E mentre la visione meramente corporea che aveva avuto di quella donna indeboliva il suo amore, rinnovandogli continuamente i dubbi sulla qualità del suo viso, del suo corpo, di tutta la sua bellezza, i dubbi furono distrutti, l’amore reso sicuro quando invece ebbe per base i dati di un’estetica certa; senza contare che il bacio e il possesso, che sembravano naturali e mediocri se gli erano accordati da una carne sciupata, venendo a coronare l’adorazione per un oggetto da museo gli parvero essere soprannaturali e deliziosi [1].

Le figlie di Jetro dipinte da Botticelli

Ottenuto questo lasciapassare estetico, artistico, l’amore di Swann è libero di svilupparsi, di conoscere un’evoluzione sin qui ignota, visti gli esiti popolari (domestiche, cuoche, operaie) raggiunti solitamente dalla passione sensuale del ricco e colto esteta. L’arte impreziosisce, valorizza la vita, fisicamente, tangibilmente, facendo di una grossolana cocotte un’opera museale dal valore inestimabile.

V. Come il nostro Emilio Brentani [2], ben più modesto e crepuscolare (qualità positive, per quanto mi riguarda), Swann vive una giovinezza postuma e crea un’Odette che, di fatto, non esiste, non è mai esistita. Il suo amore, ed è questo l’aspetto più interessante, si sviluppa nel senso negativo, torturante della malattia, una malattia che conduce all’autodistruzione:

E quella malattia che era l’amore di Swann si era talmente moltiplicata, si era così strettamente mescolata a tutte le abitudini e a tutti i gesti di lui, al suo pensiero, alla sua salute, al suo sonno, alla sua vita, perfino a ciò che desiderava per dopo la morte, faceva ormai talmente un tutt’uno con Swann, che non si sarebbe potuto strappargliela senza distruggere anche lui quasi per intero: come si dice in chirurgia, il suo amore non era più operabile [3].

Il sintomo principale e più grave dell’amore come malattia, è rappresentato naturalmente dalla gelosia, che tormenta Swann. Ma quello di Swann non è un caso eccezionale, perché per Proust l’innamoramento produce «necessariamente» frutti avvelenati e il pieno possesso di un altro essere è impossibile (l’amore si configura essenzialmente come un fenomeno individuale, che riguarda l’uomo in relazione a se stesso).

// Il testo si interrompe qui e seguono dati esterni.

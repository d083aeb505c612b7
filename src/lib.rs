pub mod chart;
pub mod config;
pub mod controller;
pub mod error;
pub mod figure;
pub mod price_data;
pub mod signal;

pub mod utils;
pub use utils::{file_logger, local_now, stderr_logger};
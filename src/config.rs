use std::path::{Path, PathBuf};

use serde::Deserialize;
use tracing::info;

use crate::{
    error::{Error, Result},
    figure::FigureSize,
};

pub const DEFAULT_CONFIG_PATH: &str = "./config/demo_charts.toml";
pub const DEFAULT_SEED: u64 = 19680801;

#[derive(Debug, Clone, Deserialize, PartialEq)]
#[serde(default)]
pub struct DemoConfig {
    /// Seed of the process-wide RNG shared by all recipes.
    pub seed: u64,
    pub width_px: u32,
    pub height_px: u32,
    pub dpi: u32,
    /// CSV price file for the scatter chart; the bundled sample when unset.
    pub price_data: Option<PathBuf>,
    /// Log into a file in this directory instead of stderr.
    pub log_dir: Option<PathBuf>,
}

impl Default for DemoConfig {
    fn default() -> Self {
        Self {
            seed: DEFAULT_SEED,
            width_px: 620,
            height_px: 430,
            dpi: 100,
            price_data: None,
            log_dir: None,
        }
    }
}

impl DemoConfig {
    pub fn value_parse(path: impl AsRef<Path>) -> Result<Self> {
        let c = std::fs::read_to_string(path)?;
        Self::from_toml_str(&c)
    }

    pub fn from_toml_str(c: &str) -> Result<Self> {
        let val: Self = toml::from_str(c)?;
        val.validate()?;
        Ok(val)
    }

    /// Figure dimensions and DPI must be non-zero.
    pub fn validate(&self) -> Result<()> {
        for (name, value) in [
            ("width_px", self.width_px),
            ("height_px", self.height_px),
            ("dpi", self.dpi),
        ] {
            if value == 0 {
                return Err(Error::InvalidConfig(format!("{} must be positive", name)));
            }
        }
        Ok(())
    }

    /// Reads `path` if it exists, defaults otherwise.
    pub fn load_or_default(path: impl AsRef<Path>) -> Result<Self> {
        let path = path.as_ref();
        if path.is_file() {
            info!("read config: {}", path.display());
            Self::value_parse(path)
        } else {
            Ok(Self::default())
        }
    }

    pub fn figure_size(&self) -> FigureSize {
        FigureSize::from_pixels(self.width_px, self.height_px, self.dpi)
    }
}

#[test]
fn partial_config_keeps_defaults() {
    let c: DemoConfig = toml::from_str("seed = 7\nprice_data = \"prices.csv\"").unwrap();
    assert_eq!(c.seed, 7);
    assert_eq!(c.width_px, 620);
    assert_eq!(c.dpi, 100);
    assert_eq!(c.price_data, Some(PathBuf::from("prices.csv")));
    assert_eq!(c.log_dir, None);
}

#[test]
fn zero_sizes_are_rejected() {
    for toml in ["dpi = 0", "width_px = 0", "height_px = 0"] {
        let field = toml.split(' ').next().unwrap();
        assert!(matches!(
            DemoConfig::from_toml_str(toml),
            Err(Error::InvalidConfig(msg)) if msg.starts_with(field)
        ));
    }
    assert!(DemoConfig::from_toml_str("dpi = 72").is_ok());
    assert!(DemoConfig::default().validate().is_ok());
}

#[test]
fn missing_config_file_is_default() {
    let c = DemoConfig::load_or_default("./config/does_not_exist.toml").unwrap();
    assert_eq!(c, DemoConfig::default());
}

#[test]
fn bundled_config_parses() {
    let c = DemoConfig::value_parse(DEFAULT_CONFIG_PATH).unwrap();
    assert_eq!(c.figure_size().pixels(), (620, 430));
}
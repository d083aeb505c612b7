use std::io;

use demo_charts::{
    chart::DemoContext,
    config::{DemoConfig, DEFAULT_CONFIG_PATH},
    controller, file_logger, stderr_logger,
};
use tracing::info;

fn main() -> anyhow::Result<()> {
    let config = DemoConfig::load_or_default(DEFAULT_CONFIG_PATH)?;
    let _guard = match &config.log_dir {
        Some(dir) => Some(file_logger(dir, "main")?),
        None => {
            stderr_logger()?;
            None
        }
    };
    info!("start, seed: {}", config.seed);
    let mut ctx = DemoContext::from_config(&config);
    controller::run(io::stdin().lock(), &mut io::stdout().lock(), &mut ctx)?;
    Ok(())
}
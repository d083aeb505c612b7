use std::{fs::File, io::Read, path::PathBuf};

use serde::Deserialize;
use time::{macros::format_description, Date};
use tracing::info;

use crate::error::Result;

/// Daily prices sample compiled into the binary.
/// Columns: date,open,high,low,close,volume,adj_close
pub const BUNDLED_PRICES_CSV: &str = include_str!("../data/goog.csv");

#[derive(Debug, Clone)]
pub struct PriceRecord {
    pub date: Date,
    pub open: f64,
    pub high: f64,
    pub low: f64,
    pub close: f64,
    pub volume: f64,
    /// close adjusted for splits and dividends
    pub adj_close: f64,
}

#[derive(Debug, Deserialize)]
struct PriceRow {
    date: String,
    open: f64,
    high: f64,
    low: f64,
    close: f64,
    volume: f64,
    adj_close: f64,
}

impl TryFrom<PriceRow> for PriceRecord {
    type Error = crate::error::Error;
    fn try_from(row: PriceRow) -> Result<Self> {
        Ok(Self {
            date: Date::parse(&row.date, format_description!("[year]-[month]-[day]"))?,
            open: row.open,
            high: row.high,
            low: row.low,
            close: row.close,
            volume: row.volume,
            adj_close: row.adj_close,
        })
    }
}

impl Ord for PriceRecord {
    fn cmp(&self, other: &Self) -> std::cmp::Ordering {
        self.date.cmp(&other.date)
    }
}

impl PartialOrd for PriceRecord {
    fn partial_cmp(&self, other: &Self) -> Option<std::cmp::Ordering> {
        Some(self.cmp(other))
    }
}

impl PartialEq for PriceRecord {
    fn eq(&self, other: &Self) -> bool {
        self.date == other.date
    }
}

impl Eq for PriceRecord {}

/// Read-only provider of a daily price history.
pub trait PriceSource: std::fmt::Debug {
    /// Records sorted by date, oldest first.
    fn load_price_series(&self) -> Result<Vec<PriceRecord>>;
}

/// Parses price CSV with a header row and returns the records sorted by date.
pub fn read_prices<R: Read>(reader: R) -> Result<Vec<PriceRecord>> {
    let mut csv = csv::Reader::from_reader(reader);
    let mut records = vec![];
    for row in csv.deserialize::<PriceRow>() {
        records.push(PriceRecord::try_from(row?)?);
    }
    records.sort();
    Ok(records)
}

#[derive(Debug, Clone, Copy, Default)]
pub struct BundledPrices;

impl PriceSource for BundledPrices {
    fn load_price_series(&self) -> Result<Vec<PriceRecord>> {
        read_prices(BUNDLED_PRICES_CSV.as_bytes())
    }
}

#[derive(Debug, Clone)]
pub struct CsvPrices {
    pub path: PathBuf,
}

impl CsvPrices {
    pub fn new(path: impl Into<PathBuf>) -> Self {
        Self { path: path.into() }
    }
}

impl PriceSource for CsvPrices {
    fn load_price_series(&self) -> Result<Vec<PriceRecord>> {
        info!("read prices from csv: {}", self.path.display());
        read_prices(File::open(&self.path)?)
    }
}

impl PriceSource for Vec<PriceRecord> {
    fn load_price_series(&self) -> Result<Vec<PriceRecord>> {
        let mut records = self.clone();
        records.sort();
        Ok(records)
    }
}

#[test]
fn bundled_prices_sorted() {
    let prices = BundledPrices.load_price_series().unwrap();
    assert!(prices.len() >= 250);
    assert!(prices.windows(2).all(|w| w[0].date < w[1].date));
    assert!(prices.iter().all(|p| p.low <= p.high && p.volume > 0.));
}

#[test]
fn csv_rows_are_reordered_by_date() {
    let csv = "date,open,high,low,close,volume,adj_close\n\
               2008-01-03,2,3,1,2.5,100,2.5\n\
               2008-01-02,1,2,0.5,1.5,200,1.5\n";
    let prices = read_prices(csv.as_bytes()).unwrap();
    assert_eq!(prices.len(), 2);
    assert_eq!(prices[0].date, time::macros::date!(2008 - 01 - 02));
    assert_eq!(prices[1].volume, 100.);
}

#[test]
fn malformed_date_is_an_error() {
    let csv = "date,open,high,low,close,volume,adj_close\n\
               01/02/2008,1,2,0.5,1.5,200,1.5\n";
    assert!(matches!(
        read_prices(csv.as_bytes()),
        Err(crate::error::Error::Date(_))
    ));
}

#[test]
fn missing_csv_file_is_an_error() {
    let source = CsvPrices::new("./data/no_such_prices.csv");
    assert!(source.load_price_series().is_err());
}
use plotters::{coord::Shift, prelude::*};

use super::{DemoContext, TAB_BLUE, TAB_ORANGE};
use crate::{
    error::Result,
    figure::{Figure, FigureSize},
    signal::{coherence, Coherence, SignalPair, NFFT},
};

/// Time window shown in the signal panel (s)
const SHOWN_SECONDS: f64 = 2.;

/// Draws fresh signals from the context RNG, so consecutive requests differ.
pub fn draw(ctx: &mut DemoContext) -> Result<Figure> {
    let signals = SignalPair::generate(&mut ctx.rng);
    let coh = coherence(&signals.s1, &signals.s2, NFFT, signals.sample_rate())?;
    let size = ctx.size;
    Figure::render(size, |root| draw_on(root, size, &signals, &coh))
}

pub fn draw_on<DB: DrawingBackend>(
    root: &DrawingArea<DB, Shift>,
    size: FigureSize,
    signals: &SignalPair,
    coh: &Coherence,
) -> Result<()> {
    let (upper, lower) = root.split_vertically((root.dim_in_pixel().1 / 2) as i32);
    let margin = size.pt_px(6.);
    let x_area = size.pt_px(22.);
    let y_area = size.pt_px(36.);

    let shown = signals.t.iter().take_while(|&&t| t <= SHOWN_SECONDS).count();
    let (lo, hi) = signals.s1[..shown]
        .iter()
        .chain(&signals.s2[..shown])
        .fold((f64::MAX, f64::MIN), |(lo, hi), &v| (lo.min(v), hi.max(v)));
    let (lo, hi) = if shown == 0 { (-1., 1.) } else { (lo, hi) };
    let pad = (hi - lo) * 0.05;

    let mut signal_chart = ChartBuilder::on(&upper)
        .margin(margin)
        .x_label_area_size(x_area)
        .y_label_area_size(y_area)
        .build_cartesian_2d(0f64..SHOWN_SECONDS, (lo - pad)..(hi + pad))?;
    signal_chart
        .configure_mesh()
        .x_desc("Time")
        .y_desc("s1 and s2")
        .label_style(size.font(9.))
        .axis_desc_style(size.font(10.))
        .draw()?;
    for (s, color) in [(&signals.s1, TAB_BLUE), (&signals.s2, TAB_ORANGE)] {
        signal_chart.draw_series(LineSeries::new(
            signals.t[..shown].iter().copied().zip(s[..shown].iter().copied()),
            color.stroke_width(1),
        ))?;
    }

    let nyquist = coh.freqs.last().copied().unwrap_or(1.);
    let mut coherence_chart = ChartBuilder::on(&lower)
        .margin(margin)
        .x_label_area_size(x_area)
        .y_label_area_size(y_area)
        .build_cartesian_2d(0f64..nyquist, 0f64..1f64)?;
    coherence_chart
        .configure_mesh()
        .x_desc("Frequency")
        .y_desc("Coherence")
        .label_style(size.font(9.))
        .axis_desc_style(size.font(10.))
        .draw()?;
    coherence_chart.draw_series(LineSeries::new(
        coh.freqs.iter().copied().zip(coh.cxy.iter().copied()),
        TAB_BLUE.stroke_width(1),
    ))?;

    Ok(())
}

#[cfg(test)]
use crate::{config::DemoConfig, signal::COMMON_FREQ};

#[test]
fn shared_rng_advances_between_draws() {
    let mut ctx = DemoContext::from_config(&DemoConfig::default());
    let first = SignalPair::generate(&mut ctx.rng);
    let second = SignalPair::generate(&mut ctx.rng);
    assert_ne!(first.s1, second.s1);

    let mut replay = DemoContext::from_config(&DemoConfig::default());
    assert_eq!(SignalPair::generate(&mut replay.rng), first);
}

#[test]
fn renders_both_panels() {
    let mut ctx = DemoContext::from_config(&DemoConfig::default());
    let figure = draw(&mut ctx).unwrap();
    let (w, h) = (figure.width() as usize, figure.height() as usize);
    let px = figure.pixels();
    let inked = |rows: std::ops::Range<usize>| {
        rows.flat_map(|y| (0..w).map(move |x| (y * w + x) * 3))
            .any(|i| px[i..i + 3] != [255, 255, 255])
    };
    assert!(inked(0..h / 2));
    assert!(inked(h / 2..h));
}

#[test]
fn coherence_panel_covers_nyquist() {
    let mut ctx = DemoContext::from_config(&DemoConfig::default());
    let s = SignalPair::generate(&mut ctx.rng);
    let c = coherence(&s.s1, &s.s2, NFFT, s.sample_rate()).unwrap();
    assert_eq!(c.freqs.last().copied(), Some(50.));
    assert!(c.freqs.iter().any(|&f| (f - COMMON_FREQ).abs() < 0.5));
}
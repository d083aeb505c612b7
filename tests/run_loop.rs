use base64::{engine::general_purpose::STANDARD, Engine as _};
use demo_charts::{
    chart::{ChartKind, DemoContext},
    config::DemoConfig,
    controller::run,
    figure::{FigureSize, DATA_URI_PREFIX},
    price_data::CsvPrices,
};

fn run_lines(input: &str, ctx: &mut DemoContext) -> Vec<String> {
    let mut out = vec![];
    run(input.as_bytes(), &mut out, ctx).unwrap();
    String::from_utf8(out)
        .unwrap()
        .lines()
        .map(str::to_string)
        .collect()
}

fn context() -> DemoContext {
    DemoContext::from_config(&DemoConfig::default())
}

fn decode_png(line: &str) -> image::RgbImage {
    let payload = line.strip_prefix(DATA_URI_PREFIX).expect("data uri prefix");
    let png = STANDARD.decode(payload).expect("valid base64");
    image::load_from_memory(&png).expect("valid png").to_rgb8()
}

#[test]
fn bar_label_request() {
    let lines = run_lines("Bar Label Demo\n", &mut context());
    assert_eq!(lines.len(), 4);
    assert_eq!(lines[0], "Script started");
    assert_eq!(lines[1], "Drawing Bar Label Demo");
    assert_eq!(decode_png(&lines[2]).dimensions(), (620, 430));
    assert_eq!(lines[3], "Script ended");
}

#[test]
fn unknown_request_keeps_running() {
    let lines = run_lines("nonsense\nBar Label Demo\n", &mut context());
    assert_eq!(
        &lines[..3],
        ["Script started", "Drawing nonsense", "Unknown chart"]
    );
    assert_eq!(lines[3], "Drawing Bar Label Demo");
    assert!(lines[4].starts_with(DATA_URI_PREFIX));
    assert_eq!(lines[5], "Script ended");
    assert_eq!(lines.len(), 6);
}

#[test]
fn empty_input() {
    assert_eq!(run_lines("", &mut context()), ["Script started", "Script ended"]);
}

#[test]
fn every_chart_with_crlf_and_unterminated_last_line() {
    let input = format!(
        "{}\r\n{}\n{}",
        ChartKind::Coherence.name(),
        ChartKind::BarLabel.name(),
        ChartKind::Scatter.name()
    );
    let lines = run_lines(&input, &mut context());
    assert_eq!(lines.len(), 8);
    for (i, kind) in [ChartKind::Coherence, ChartKind::BarLabel, ChartKind::Scatter]
        .into_iter()
        .enumerate()
    {
        assert_eq!(lines[1 + 2 * i], format!("Drawing {}", kind));
        assert_eq!(decode_png(&lines[2 + 2 * i]).dimensions(), (620, 430));
    }
}

#[test]
fn same_seed_same_output() {
    let input = "Plotting the coherence of two signals\nPlotting the coherence of two signals\n";
    let first = run_lines(input, &mut context());
    let second = run_lines(input, &mut context());
    assert_eq!(first, second);
    // one generator for the whole run, so repeated requests differ
    assert_ne!(first[2], first[4]);
}

#[test]
fn configured_size() {
    let config = DemoConfig {
        width_px: 310,
        height_px: 215,
        ..DemoConfig::default()
    };
    let lines = run_lines("Scatter Demo2\n", &mut DemoContext::from_config(&config));
    assert_eq!(decode_png(&lines[2]).dimensions(), (310, 215));
}

#[test]
fn missing_price_data_aborts() {
    let mut ctx = DemoContext::new(
        1,
        FigureSize::default(),
        Box::new(CsvPrices::new("./data/no_such_prices.csv")),
    );
    let mut out = vec![];
    assert!(run("Scatter Demo2\n".as_bytes(), &mut out, &mut ctx).is_err());
    let out = String::from_utf8(out).unwrap();
    assert_eq!(out, "Script started\nDrawing Scatter Demo2\n");
}
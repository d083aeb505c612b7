use std::{
    fmt,
    io::{BufRead, Write},
};

use tracing::{info, warn};

use crate::{
    chart::{self, DemoContext},
    error::Result,
    figure::encode_data_uri,
};

/// One line of output.
#[derive(Debug, Clone, PartialEq, Eq)]
pub enum Status<'a> {
    Started,
    Drawing(&'a str),
    /// `data:image/png;base64,...`
    Image(String),
    UnknownChart,
    Ended,
}

impl fmt::Display for Status<'_> {
    fn fmt(&self, f: &mut fmt::Formatter<'_>) -> fmt::Result {
        match self {
            Status::Started => f.write_str("Script started"),
            Status::Drawing(name) => write!(f, "Drawing {}", name),
            Status::Image(uri) => f.write_str(uri),
            Status::UnknownChart => f.write_str("Unknown chart"),
            Status::Ended => f.write_str("Script ended"),
        }
    }
}

fn emit<W: Write>(output: &mut W, status: &Status<'_>) -> Result<()> {
    writeln!(output, "{}", status)?;
    output.flush()?;
    Ok(())
}

/// Reads chart names line by line until EOF, answering each with a
/// `Drawing` line followed by either the image or `Unknown chart`.
pub fn run<R: BufRead, W: Write>(input: R, output: &mut W, ctx: &mut DemoContext) -> Result<()> {
    emit(output, &Status::Started)?;
    for line in input.lines() {
        let line = line?;
        let name = line.as_str();
        info!("drawing {}", name);
        emit(output, &Status::Drawing(name))?;
        match chart::draw(name, ctx)? {
            Some(figure) => emit(output, &Status::Image(encode_data_uri(figure)?))?,
            None => {
                warn!("unknown chart: {}", name);
                emit(output, &Status::UnknownChart)?
            }
        }
    }
    emit(output, &Status::Ended)?;
    info!("input closed");
    Ok(())
}

#[test]
fn status_lines() {
    assert_eq!(Status::Started.to_string(), "Script started");
    assert_eq!(Status::Drawing("Scatter Demo2").to_string(), "Drawing Scatter Demo2");
    assert_eq!(Status::Image("data:x".into()).to_string(), "data:x");
    assert_eq!(Status::UnknownChart.to_string(), "Unknown chart");
    assert_eq!(Status::Ended.to_string(), "Script ended");
}
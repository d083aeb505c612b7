//! Renders every chart into `./gallery/<chart>.png`.
use demo_charts::{
    chart::{draw_kind, ChartKind, DemoContext},
    config::{DemoConfig, DEFAULT_CONFIG_PATH},
    stderr_logger,
};
use tracing::info;

fn main() -> anyhow::Result<()> {
    stderr_logger()?;
    let config = DemoConfig::load_or_default(DEFAULT_CONFIG_PATH)?;
    let mut ctx = DemoContext::from_config(&config);
    std::fs::create_dir_all("./gallery")?;
    for kind in ChartKind::ALL {
        let path = format!("./gallery/{}.png", kind.slug());
        draw_kind(kind, &mut ctx)?.save_png(&path)?;
        info!("{} -> {}", kind, path);
    }
    Ok(())
}
use plotters::{
    coord::Shift,
    prelude::*,
    style::colors::colormaps::{ColorMap, ViridisRGB},
};

use super::DemoContext;
use crate::{
    error::{Error, Result},
    figure::{Figure, FigureSize},
    price_data::{PriceRecord, PriceSource},
};

/// Most recent trading days used
pub const WINDOW: usize = 250;

#[derive(Debug, Clone, Copy, PartialEq)]
pub struct ScatterPoint {
    /// relative change from day i to i+1
    pub delta: f64,
    /// relative change from day i+1 to i+2
    pub next_delta: f64,
    /// marker area in pt²
    pub area: f64,
    /// close price of day i
    pub price: f64,
}

/// Consecutive relative price changes of the last [`WINDOW`] records,
/// sized by volume relative to the window's first day.
pub fn scatter_points(prices: &[PriceRecord]) -> Result<Vec<ScatterPoint>> {
    if prices.len() < 3 {
        return Err(Error::InsufficientData {
            needed: 3,
            got: prices.len(),
        });
    }
    let recent = &prices[prices.len().saturating_sub(WINDOW)..];
    for day in recent {
        // adj_close divides the deltas
        if !(day.adj_close.is_finite() && day.adj_close > 0.) {
            return Err(Error::InvalidPrice {
                date: day.date,
                field: "adj_close",
                value: day.adj_close,
            });
        }
        if !day.close.is_finite() {
            return Err(Error::InvalidPrice {
                date: day.date,
                field: "close",
                value: day.close,
            });
        }
        if !(day.volume.is_finite() && day.volume >= 0.) {
            return Err(Error::InvalidPrice {
                date: day.date,
                field: "volume",
                value: day.volume,
            });
        }
    }
    let deltas: Vec<f64> = recent
        .windows(2)
        .map(|w| (w[1].adj_close - w[0].adj_close) / w[0].adj_close)
        .collect();
    let base_volume = recent[0].volume;
    if base_volume <= 0. {
        return Err(Error::InvalidPrice {
            date: recent[0].date,
            field: "volume",
            value: base_volume,
        });
    }
    Ok(deltas
        .windows(2)
        .zip(recent)
        .map(|(d, day)| ScatterPoint {
            delta: d[0],
            next_delta: d[1],
            area: (15. * day.volume / base_volume).powi(2),
            price: day.close,
        })
        .collect())
}

/// Viridis colour of `price` within `[min, max]`; mid-scale when the range is empty.
pub fn price_color(price: f64, min: f64, max: f64) -> RGBColor {
    if max > min {
        ViridisRGB.get_color_normalized(price.clamp(min, max), min, max)
    } else {
        ViridisRGB.get_color(0.5)
    }
}

pub fn draw(ctx: &mut DemoContext) -> Result<Figure> {
    let prices = ctx.prices.load_price_series()?;
    let points = scatter_points(&prices)?;
    let size = ctx.size;
    Figure::render(size, |root| draw_on(root, size, &points))
}

pub fn draw_on<DB: DrawingBackend>(
    root: &DrawingArea<DB, Shift>,
    size: FigureSize,
    points: &[ScatterPoint],
) -> Result<()> {
    let bounds = |f: fn(&ScatterPoint) -> f64| {
        points
            .iter()
            .map(f)
            .fold((f64::MAX, f64::MIN), |(lo, hi), v| (lo.min(v), hi.max(v)))
    };
    let (x_lo, x_hi) = bounds(|p| p.delta);
    let (y_lo, y_hi) = bounds(|p| p.next_delta);
    let (lo, hi) = (x_lo.min(y_lo), x_hi.max(y_hi));
    let (lo, hi) = if lo < hi { (lo, hi) } else { (lo - 0.01, lo + 0.01) };
    let pad = (hi - lo) * 0.08;
    let (p_lo, p_hi) = bounds(|p| p.price);

    let mut chart = ChartBuilder::on(root)
        .caption("Volume and percent change", size.font(12.))
        .margin(size.pt_px(8.))
        .x_label_area_size(size.pt_px(24.))
        .y_label_area_size(size.pt_px(40.))
        .build_cartesian_2d((lo - pad)..(hi + pad), (lo - pad)..(hi + pad))?;

    chart
        .configure_mesh()
        .x_desc("Δi")
        .y_desc("Δi+1")
        .x_label_formatter(&|v| format!("{:.2}", v))
        .y_label_formatter(&|v| format!("{:.2}", v))
        .label_style(size.font(9.))
        .axis_desc_style(size.font(15.))
        .draw()?;

    let (w, h) = root.dim_in_pixel();
    let max_radius = w.max(h) as f64;
    chart.draw_series(points.iter().map(|p| {
        // area is in pt², circle takes a radius in pixels
        let radius = size
            .points_to_pixels(p.area.sqrt() / 2.)
            .min(max_radius)
            .max(1.);
        Circle::new(
            (p.delta, p.next_delta),
            radius.round() as i32,
            price_color(p.price, p_lo, p_hi).mix(0.5).filled(),
        )
    }))?;

    Ok(())
}

#[cfg(test)]
use crate::config::DemoConfig;

#[cfg(test)]
fn day(n: u8, close: f64, volume: f64) -> PriceRecord {
    PriceRecord {
        date: time::Date::from_calendar_date(2008, time::Month::January, n).unwrap(),
        open: close,
        high: close,
        low: close,
        close,
        volume,
        adj_close: close,
    }
}

#[test]
fn points_pair_consecutive_changes() {
    let prices = vec![day(1, 100., 10.), day(2, 110., 20.), day(3, 99., 5.), day(4, 99., 10.)];
    let points = scatter_points(&prices).unwrap();
    assert_eq!(points.len(), 2);
    assert!((points[0].delta - 0.1).abs() < 1e-12);
    assert!((points[0].next_delta + 0.1).abs() < 1e-12);
    assert_eq!(points[1].next_delta, 0.);
    assert_eq!(points[0].area, 225.);
    assert_eq!(points[1].area, 900.);
    assert_eq!(points[1].price, 110.);
}

#[test]
fn only_recent_window_is_used() {
    let mut ctx = DemoContext::from_config(&DemoConfig::default());
    let all = ctx.prices.load_price_series().unwrap();
    assert!(all.len() > WINDOW);
    let points = scatter_points(&all).unwrap();
    assert_eq!(points.len(), WINDOW - 2);
    // sizes are relative to the first day of the window
    assert_eq!(points[0].area, 225.);
    let figure = draw(&mut ctx).unwrap();
    assert_eq!(figure.pixels().len(), 620 * 430 * 3);
}

#[test]
fn too_few_prices_is_an_error() {
    let prices = vec![day(1, 1., 1.), day(2, 2., 1.)];
    let mut ctx = DemoContext::new(1, FigureSize::default(), Box::new(prices));
    assert!(matches!(
        draw(&mut ctx),
        Err(Error::InsufficientData { needed: 3, got: 2 })
    ));
    assert_eq!(ctx.prices.load_price_series().unwrap().len(), 2);
}

#[test]
fn price_color_spans_viridis() {
    assert_eq!(price_color(100., 100., 200.), ViridisRGB.get_color(0.));
    assert_eq!(price_color(200., 100., 200.), ViridisRGB.get_color(1.));
    assert_eq!(price_color(150., 100., 200.), RGBColor(35, 145, 140));
    // out of range prices stick to the ends
    assert_eq!(price_color(500., 100., 200.), ViridisRGB.get_color(1.));
    assert_eq!(price_color(7., 7., 7.), ViridisRGB.get_color(0.5));
}

#[test]
fn zero_base_volume_is_rejected() {
    let prices = vec![day(1, 100., 0.), day(2, 110., 20.), day(3, 99., 5.), day(4, 99., 10.)];
    let mut ctx = DemoContext::new(1, FigureSize::default(), Box::new(prices));
    assert!(matches!(
        draw(&mut ctx),
        Err(Error::InvalidPrice { field: "volume", .. })
    ));
}

#[test]
fn zero_adj_close_is_rejected() {
    let prices = vec![day(1, 100., 10.), day(2, 0., 20.), day(3, 99., 5.)];
    assert!(matches!(
        scatter_points(&prices),
        Err(Error::InvalidPrice { field: "adj_close", value, .. }) if value == 0.
    ));
}

#[test]
fn huge_volume_spike_still_renders() {
    let prices = vec![day(1, 100., 1.), day(2, 110., 1e12), day(3, 99., 5.), day(4, 99., 10.)];
    let points = scatter_points(&prices).unwrap();
    assert!(points[1].area > 1e20);
    let figure = Figure::render(FigureSize::default(), |root| {
        draw_on(root, FigureSize::default(), &points)
    })
    .unwrap();
    assert_eq!((figure.width(), figure.height()), (620, 430));
}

VI. La scoperta dei numerosi tradimenti di Odette, in cui l’interesse sociale ed economico si mescola alla pura depravazione, come mostrano i suoi rapporti sessuali con entrambi i sessi, sempre meno Sefora e sempre più donna di marmo, in riferimento al dramma di Barriere e Thiboust Le ragazze di marmo, costringe Swann, incapace di rinunciare, almeno per ora, al proprio amore, a trovare rifugio nel passato. Perfettamente consapevole che il sentimento provato – forse – un tempo da Odette per lui non rinascerà mai più, che le sue speranze di felicità non si avvereranno mai, Swann ripiega, si avvoltola nei mesi felici della sua relazione con la donna, ma neppure questo tempo consacrato al mito è al sicuro, ed è la stessa Odette a confessare, ingenuamente, incapace di comprendere il dramma del compagno, che già allora mentiva:

E sotto tutti i più dolci ricordi di Swann, sotto le parole più semplici che Odette gli aveva detto in passato, che lui aveva creduto come vangelo, sotto le azioni quotidiane che gli aveva raccontato, sotto i luoghi più consueti […] egli sentiva insinuarsi la presenza possibile e sotterranea di menzogne che gli rendevano ignobile tutto quanto gli era rimasto di più caro, le sue sere migliori […] smantellando pietra dopo pietra tutto il suo passato [4].

Insieme con il passato si sgretola poco a poco l’amore di Swann, che, al termine di questa seconda parte, rimpiange di aver sciupato tanti anni di vita, irreversibilmente perduti, per Odette, mentre sente germogliare dentro di sé l’interesse per un’altra donna.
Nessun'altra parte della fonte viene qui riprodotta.